Message withdrawn at poster's request.

garlicnuts · 28/08/2012 13:45

Have I said human beings are moral without any input? Confused I said theory of mind develops of its own accord, using whatever input is available.

Like other 'pack' animals, we are driven to form groups. Groups have moralities; structure, loyalty and teamwork are necessary to the group's success. It's unclear whether species other than apes have theory of mind, but there's mounting evidence that they at least have something like it.
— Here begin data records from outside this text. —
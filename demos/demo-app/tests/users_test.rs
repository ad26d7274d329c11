use demo_app::state::AppState;
use r2e_test::TestApp;
use serde_json::json;

#[tokio::test]
async fn create_user_aggregates_every_validation_failure() {
    let app = TestApp::from_builder(demo_app::build_app(AppState::new()));

    let resp = app
        .post_json(
            "/users/",
            &json!({ "name": "", "age": 5, "email": "not-an-email" }),
        )
        .await;

    resp.assert_status(http::StatusCode::UNPROCESSABLE_ENTITY);

    let body: serde_json::Value = resp.json();
    let errors = body["errors"].as_array().expect("errors array");
    assert_eq!(errors.len(), 3);

    let params: Vec<&str> = errors.iter().map(|e| e["param"].as_str().unwrap()).collect();
    assert!(params.contains(&"name"));
    assert!(params.contains(&"age"));
    assert!(params.contains(&"email"));
    for e in errors {
        assert_eq!(e["location"], "body");
        assert_eq!(e["type"], "invalid-param-value");
    }
}

#[tokio::test]
async fn create_user_succeeds_with_valid_body() {
    let app = TestApp::from_builder(demo_app::build_app(AppState::new()));

    let resp = app
        .post_json(
            "/users/",
            &json!({ "name": "Ada", "age": 36, "email": "ada@example.com" }),
        )
        .await;

    resp.assert_ok();
    let body: serde_json::Value = resp.json();
    assert_eq!(body["name"], "Ada");
    assert_eq!(body["email"], "ada@example.com");
}
use r2e::prelude::*;

#[derive(Clone)]
pub struct AppState;

pub struct MyResource;

#[derive(Controller)]
#[controller(path = "/test", state = AppState)]
pub struct MyController;

#[routes]
impl MyController {
    #[post("/")]
    #[transactional]
    async fn create(&self, #[managed] res: &mut MyResource) -> &'static str {
        "created"
    }
}

fn main() {}
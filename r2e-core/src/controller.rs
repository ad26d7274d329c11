//! The `Controller` trait — the runtime surface generated code hangs off of.
//!
//! `#[routes]` emits one `impl Controller<State> for MyController` block per
//! controller struct. [`AppBuilder::register_controller`](crate::builder::AppBuilder::register_controller)
//! is the only caller; everything here exists to give that call site a stable,
//! hand-writable trait shape so the macro output stays legible.

use std::any::Any;
use std::future::Future;
use std::pin::Pin;

use crate::config::{MissingKeyError, R2eConfig};
use crate::http::Router;
use crate::meta::MetaRegistry;

/// Implemented by every `#[routes]`-annotated controller.
///
/// `State` is the application state type the controller's routes are mounted
/// under — the same type parameter threaded through [`AppBuilder`](crate::builder::AppBuilder).
pub trait Controller<State>: Send + Sync + 'static {
    /// Build the Axum sub-router for this controller's handlers.
    fn routes() -> Router<State>;

    /// Push this controller's route/SSE/WS metadata into the shared registry.
    ///
    /// Used for OpenAPI generation and other metadata consumers; a controller
    /// with no documented routes leaves the registry untouched.
    fn register_meta(registry: &mut MetaRegistry);

    /// Wrap routes carrying `#[pre_guard]` with the guard middleware.
    ///
    /// Pre-auth guards run before any extractor, so they need direct access
    /// to the resolved state rather than going through the usual handler
    /// parameter list. Controllers without pre-auth guards use the identity
    /// default.
    fn apply_pre_auth_guards(router: Router<State>, _state: &State) -> Router<State> {
        router
    }

    /// Subscribe this controller's `#[consumer]` methods to their event buses.
    ///
    /// Runs once at `serve()` time, after state is resolved. Controllers with
    /// no consumers are a no-op future.
    fn register_consumers(_state: State) -> Pin<Box<dyn Future<Output = ()> + Send>> {
        Box::pin(async {})
    }

    /// Build the boxed `#[scheduled]` task definitions for this controller.
    ///
    /// Each entry is a type-erased `Box<dyn r2e_scheduler::ScheduledTask>`,
    /// double-boxed as `Any` so `r2e-core` doesn't need a dependency on the
    /// scheduler crate. Controllers with no scheduled methods return an empty
    /// vec.
    fn scheduled_tasks_boxed(_state: &State) -> Vec<Box<dyn Any + Send>> {
        Vec::new()
    }

    /// Report any `#[config(...)]` keys this controller needs that are absent
    /// from the resolved configuration.
    ///
    /// Called once per controller at `register_controller` time; a non-empty
    /// result is a startup-time panic with all missing keys listed together,
    /// rather than surfacing one at a time as beans fail to construct.
    fn validate_config(_config: &R2eConfig) -> Vec<MissingKeyError> {
        Vec::new()
    }
}

/// Implemented for controller structs that can be rebuilt from `&State` alone.
///
/// Generated automatically by `#[derive(Controller)]` for structs with no
/// `#[inject(identity)]` field — those need a per-request identity value and
/// so can only be constructed inside a request extractor, not from state.
/// Event consumers and scheduled tasks run outside any request, so they rely
/// on this trait instead.
pub trait StatefulConstruct<State> {
    fn from_state(state: &State) -> Self;
}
Your queue example is simply an effect of learning the mores of a particular group - in this case, British shoppers. Since humans are adaptable, we learn pdq that the British observe a first-come-first-served rule, even if it doesn't apply in our home country, and we play along. We don't need to be formally taught. If we don't conform, others will let us know we're wrong (according to the group's rules) and, if we still won't play, attempt to punish us. This is how the thousands of tiny rules you mentioned are effected. It is not essentially different from the behaviours of chimps, wolves, birds or any other creature. We all have social rules - those of humans are more complex because our societies are.
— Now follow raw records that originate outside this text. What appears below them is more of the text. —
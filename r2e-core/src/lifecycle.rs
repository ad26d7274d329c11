//! Startup/shutdown hook types and the `LifecycleController` convenience trait.

use std::future::Future;
use std::pin::Pin;

/// A boxed startup hook: runs once with the resolved state, before the
/// listener binds. Registered via
/// [`AppBuilder::on_start`](crate::builder::AppBuilder::on_start).
pub type StartupHook<T> = Box<
    dyn FnOnce(T) -> Pin<Box<dyn Future<Output = Result<(), Box<dyn std::error::Error + Send + Sync>>> + Send>>
        + Send,
>;

/// A boxed shutdown hook: runs once after the server stops accepting
/// connections. Registered via
/// [`AppBuilder::on_stop`](crate::builder::AppBuilder::on_stop).
pub type ShutdownHook = Box<dyn FnOnce() -> Pin<Box<dyn Future<Output = ()> + Send>> + Send>;

/// Convenience trait for state types that want their startup/shutdown logic
/// defined alongside the state itself rather than as free closures passed to
/// `.on_start()`/`.on_stop()`.
///
/// Neither method is required to do anything — both default to no-ops, so a
/// state type can implement only the half of the lifecycle it cares about.
///
/// ```ignore
/// impl LifecycleController for AppState {
///     async fn on_start(&self) -> Result<(), Box<dyn std::error::Error + Send + Sync>> {
///         self.pool.acquire().await?;
///         Ok(())
///     }
/// }
///
/// AppBuilder::new()
///     .build_state::<AppState, _, _>().await
///     .on_start(|state| Box::pin(async move { state.on_start().await }))
///     .on_stop(|| Box::pin(async { tracing::info!("shutting down") }))
/// ```
pub trait LifecycleController: Send + Sync + 'static {
    /// Run once before the server starts accepting connections.
    fn on_start(
        &self,
    ) -> impl Future<Output = Result<(), Box<dyn std::error::Error + Send + Sync>>> + Send {
        async { Ok(()) }
    }

    /// Run once after the server stops accepting connections.
    fn on_stop(&self) -> impl Future<Output = ()> + Send {
        async {}
    }
}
crescentmoon · 28/08/2012 14:02

This reply has been deleted

Message withdrawn at poster's request.

garlicnuts · 28/08/2012 14:27

Thank you :)

crescentmoon · 28/08/2012 17:54

This reply has been deleted

Message withdrawn at poster's request.

JugglingWithFiveRings · 31/08/2012 22:35

Haven't read everything here, but a quick thought, having worked with young children for many years ... that it would be a far from natural situation for a child to grow up with little or no input from human adults teaching some moral guidelines amongst other things. I guess there have been rare cases of a child brought up by a wolf pack or similar ?
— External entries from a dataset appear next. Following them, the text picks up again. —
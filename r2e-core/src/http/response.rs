//! Response re-exports from Axum.

pub use axum::response::{Html, IntoResponse, Redirect, Response};
pub use axum::response::sse::{Event as SseEvent, KeepAlive as SseKeepAlive};
pub use axum::response::Sse;
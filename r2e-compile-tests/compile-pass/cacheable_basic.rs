use r2e::prelude::*;
use serde::{Serialize, Deserialize};

#[derive(Serialize, Deserialize, Cacheable)]
pub struct UserList {
    pub users: Vec<String>,
    pub total: usize,
}

#[derive(Serialize, Deserialize, Cacheable)]
pub struct CachedConfig {
    pub key: String,
    pub value: String,
}

fn main() {}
But I guess a natural part of our development is our training, as young children especially, by the adults around us that love and care for us. And we have a long childhood with elements of training continuing well into the teenage years and young adulthood.

digerd · 21/09/2012 19:29

I agree with Jugglings, as behaviour to others is a matter of having empathy, and some people do not seem to have it genetically. I do not believe in a god, but do agree with the Ten Commandments. To treat people as you would like to be treated is common sense, but selfishness still prevails, unfortunately. Altruistic - putting others before yourself- is how my DH and I am, but can be taken as a weakness by manipularors. I am unusual, in that I cannot tell a lie, but my parents were the same, but not my 2 siblings. I also think wars are the biggest evil in the world.

digerd · 21/09/2012 20:05

My parents 3 children were genetically totally different. My brother, 1st born, was born contrary and at 71 still is. My younger sister was born willful and determined to get her own way at all costs, this was achieved with terror tantrums and tyranny right into her 20s. I, in the middle was born very timid and very shy, with no confidence. My sister still gets her own way, but by clever manipulation. I have grown in confidence and am no longer shy, but no wiles or manipulatory skills. It depends on the genetic make-up how children will react to parenting skills.

headinhands · 22/09/2012 10:07

I can't see how we can hold up the 10 commandments as any sort of definitive list for morality. The first 4 alone are to do Yahweh's ego. Other contemporary religions had much better rules for want of a better word.